Exercise goal:
The whole listing needs to be restated word for word.

[Records shown — start]

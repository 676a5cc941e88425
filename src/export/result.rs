//! Export outcomes.

use super::summary::ReportSummary;
use crate::error::Result;
use serde::{Deserialize, Serialize};

/// Outcome of one export call whose document was rendered and saved.
///
/// Rendering failures never produce a result; they surface as `Err`.
#[derive(Debug, Clone, Default, PartialEq, Eq, Serialize, Deserialize)]
#[serde(rename_all = "camelCase")]
pub struct ExportResult {
    /// Whether the relay accepted the email
    pub email_success: bool,

    /// Relay-assigned email id
    #[serde(default, skip_serializing_if = "Option::is_none")]
    pub email_id: Option<String>,

    /// Best available failure message
    #[serde(default, skip_serializing_if = "Option::is_none")]
    pub email_error: Option<String>,
}

impl ExportResult {
    /// Email delivered.
    pub fn sent(email_id: Option<String>) -> Self {
        Self {
            email_success: true,
            email_id,
            email_error: None,
        }
    }

    /// Email failed; the document was still saved.
    pub fn failed(error: impl Into<String>) -> Self {
        Self {
            email_success: false,
            email_id: None,
            email_error: Some(error.into()),
        }
    }

    /// No recipient, so no email was attempted.
    pub fn not_sent() -> Self {
        Self::default()
    }

    /// Fold a relay outcome into a result. Server errors keep only their
    /// message; transport errors keep their description.
    pub fn from_delivery(outcome: Result<Option<String>>) -> Self {
        match outcome {
            Ok(id) => Self::sent(id),
            Err(crate::Error::EmailServer { message, .. }) => Self::failed(message),
            Err(crate::Error::EmailTransport(message)) => Self::failed(message),
            Err(other) => Self::failed(other.to_string()),
        }
    }
}

/// A rendered document before delivery.
#[derive(Debug, Clone, PartialEq)]
pub struct RenderedDocument {
    /// PDF bytes
    pub bytes: Vec<u8>,

    /// Page count
    pub pages: usize,

    /// Metadata for the email body
    pub summary: ReportSummary,
}

#[cfg(test)]
mod tests {
    use super::*;
    use crate::Error;

    #[test]
    fn test_serializes_camel_case() {
        let json = serde_json::to_value(ExportResult::sent(Some("id-1".into()))).unwrap();
        assert_eq!(json["emailSuccess"], true);
        assert_eq!(json["emailId"], "id-1");
        assert!(json.get("emailError").is_none());
    }

    #[test]
    fn test_from_delivery() {
        let server = ExportResult::from_delivery(Err(Error::EmailServer {
            status: 500,
            message: "SMTP down".into(),
        }));
        assert_eq!(server, ExportResult::failed("SMTP down"));

        let transport = ExportResult::from_delivery(Err(Error::EmailTransport("connection refused".into())));
        assert!(!transport.email_success);
        assert_eq!(transport.email_error.as_deref(), Some("connection refused"));

        assert_eq!(ExportResult::from_delivery(Ok(None)), ExportResult::sent(None));
    }
}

[Records shown — finish]

Answer below:
repository 676a5cc941e88425
filename src/export/result.rs
//! Export outcomes.

use super::summary::ReportSummary;
use crate::error::Result;
use serde::{Deserialize, Serialize};

/// Outcome of one export call whose document was rendered and saved.
///
/// Rendering failures never produce a result; they surface as `Err`.
#[derive(Debug, Clone, Default, PartialEq, Eq, Serialize, Deserialize)]
#[serde(rename_all = "camelCase")]
pub struct ExportResult {
    /// Whether the relay accepted the email
    pub email_success: bool,

    /// Relay-assigned email id
    #[serde(default, skip_serializing_if = "Option::is_none")]
    pub email_id: Option<String>,

    /// Best available failure message
    #[serde(default, skip_serializing_if = "Option::is_none")]
    pub email_error: Option<String>,
}

impl ExportResult {
    /// Email delivered.
    pub fn sent(email_id: Option<String>) -> Self {
        Self {
            email_success: true,
            email_id,
            email_error: None,
        }
    }

    /// Email failed; the document was still saved.
    pub fn failed(error: impl Into<String>) -> Self {
        Self {
            email_success: false,
            email_id: None,
            email_error: Some(error.into()),
        }
    }

    /// No recipient, so no email was attempted.
    pub fn not_sent() -> Self {
        Self::default()
    }

    /// Fold a relay outcome into a result. Server errors keep only their
    /// message; transport errors keep their description.
    pub fn from_delivery(outcome: Result<Option<String>>) -> Self {
        match outcome {
            Ok(id) => Self::sent(id),
            Err(crate::Error::EmailServer { message, .. }) => Self::failed(message),
            Err(crate::Error::EmailTransport(message)) => Self::failed(message),
            Err(other) => Self::failed(other.to_string()),
        }
    }
}

/// A rendered document before delivery.
#[derive(Debug, Clone, PartialEq)]
pub struct RenderedDocument {
    /// PDF bytes
    pub bytes: Vec<u8>,

    /// Page count
    pub pages: usize,

    /// Metadata for the email body
    pub summary: ReportSummary,
}

#[cfg(test)]
mod tests {
    use super::*;
    use crate::Error;

    #[test]
    fn test_serializes_camel_case() {
        let json = serde_json::to_value(ExportResult::sent(Some("id-1".into()))).unwrap();
        assert_eq!(json["emailSuccess"], true);
        assert_eq!(json["emailId"], "id-1");
        assert!(json.get("emailError").is_none());
    }

    #[test]
    fn test_from_delivery() {
        let server = ExportResult::from_delivery(Err(Error::EmailServer {
            status: 500,
            message: "SMTP down".into(),
        }));
        assert_eq!(server, ExportResult::failed("SMTP down"));

        let transport = ExportResult::from_delivery(Err(Error::EmailTransport("connection refused".into())));
        assert!(!transport.email_success);
        assert_eq!(transport.email_error.as_deref(), Some("connection refused"));

        assert_eq!(ExportResult::from_delivery(Ok(None)), ExportResult::sent(None));
    }
}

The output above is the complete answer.